Doug Messier at Parabolic Arc today published a translation of an interview given by Oxana Wolf, Roscosmos Deputy Director of the Department of Advanced Programs and the Sphere Project, describing Roscosmos’ effort to work with Russian private commercial aerospace companies.

Though she declared near the end of the interview that “We want our private companies to succeed,” the rest of the interview indicated that she and Roscosmos don’t really understand how private enterprise works, though it also appeared both are struggling to figure it out.

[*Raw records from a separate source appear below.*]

// SPDX-License-Identifier: LGPL-2.1-or-later
// Copyright (C) 2012-2025 Andrei Maltsev

use std::{net::SocketAddr, sync::Arc};

use axum::{
    Router,
    body::{Body, Bytes},
    extract::ConnectInfo,
    http::{HeaderMap, Request, StatusCode},
};
use http_body_util::BodyExt;
use passim::{
    cfg::config::{Config, DaemonConfig},
    discovery::Discovery,
    http as passim_http,
    item::{Flags, PublishRequest, Storage},
    state::State,
    store::ItemStore,
};
use tower::ServiceExt;

pub const LOOPBACK: SocketAddr = SocketAddr::new(std::net::IpAddr::V4(std::net::Ipv4Addr::LOCALHOST), 54321);
pub const REMOTE: SocketAddr = SocketAddr::new(std::net::IpAddr::V4(std::net::Ipv4Addr::new(192, 0, 2, 7)), 54321);

/// Builds a `State` rooted at a scratch data directory, with a real (but
/// unbound, port 0) `Discovery` responder — sufficient for exercising the
/// HTTPS share-path state machine without a live network.
pub async fn test_state(data_dir: &std::path::Path, pkgdatadir: &std::path::Path) -> Arc<State> {
    let store = Arc::new(ItemStore::new(data_dir.to_path_buf(), 10 * 1024 * 1024));
    store.scan_on_start(0).await.expect("scan_on_start");
    let discovery = Discovery::new("Passim-TEST".to_string(), 0).expect("discovery");
    let config = Config {
        daemon: DaemonConfig {
            path: data_dir.to_path_buf(),
            ..Default::default()
        },
        logger: Default::default(),
    };
    Arc::new(State::new(
        config,
        store,
        discovery,
        pkgdatadir.to_path_buf(),
        "Passim-TEST".to_string(),
    ))
}

/// Publishes `bytes` directly through the store (bypassing the control
/// plane's UID check, which is not under test here) and returns the
/// resulting item's hash.
pub async fn publish(state: &State, basename: &str, bytes: &[u8], share_limit: u32) -> String {
    let req = PublishRequest {
        basename: basename.to_string(),
        max_age: 3600,
        share_limit,
        flags: Flags::empty(),
        cmdline: "test-publisher".to_string(),
        storage: Storage::Bytes(bytes.to_vec()),
    };
    let item = state.store.publish(req).await.expect("publish");
    item.hash
}

pub async fn get(
    router: Router,
    path_and_query: &str,
    peer: SocketAddr,
) -> (StatusCode, HeaderMap, Bytes) {
    let mut req = Request::builder()
        .method("GET")
        .uri(path_and_query)
        .body(Body::empty())
        .expect("build request");
    req.extensions_mut().insert(ConnectInfo(peer));

    let resp = router.oneshot(req).await.expect("router is infallible");
    let status = resp.status();
    let headers = resp.headers().clone();
    let body = resp
        .into_body()
        .collect()
        .await
        .expect("collect body")
        .to_bytes();
    (status, headers, body)
}

pub fn router(state: Arc<State>) -> Router {
    passim_http::router(state)
}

For example, when asked why Russia is having so much difficulty changing its regulations to encourage private enterprise, Wolf said the following:

I wondered this question. I saw at what point the Americans decided to change their legislation in order to raise a whole galaxy of private owners and entrust them with tasks that were previously solved by the state. Changes in space laws began in the 1980s, and laws that got [Jeff] Bezos, [Elon] Musk and [Richard] Branson and others on their feet were passed in the mid-1990s. That is, the “era of private traders education” began more than 30 years ago!

When the “private traders” proved their ability to provide quality services, the American government agencies involved in space, on a competitive basis, gave them orders for launches. [emphasis mine]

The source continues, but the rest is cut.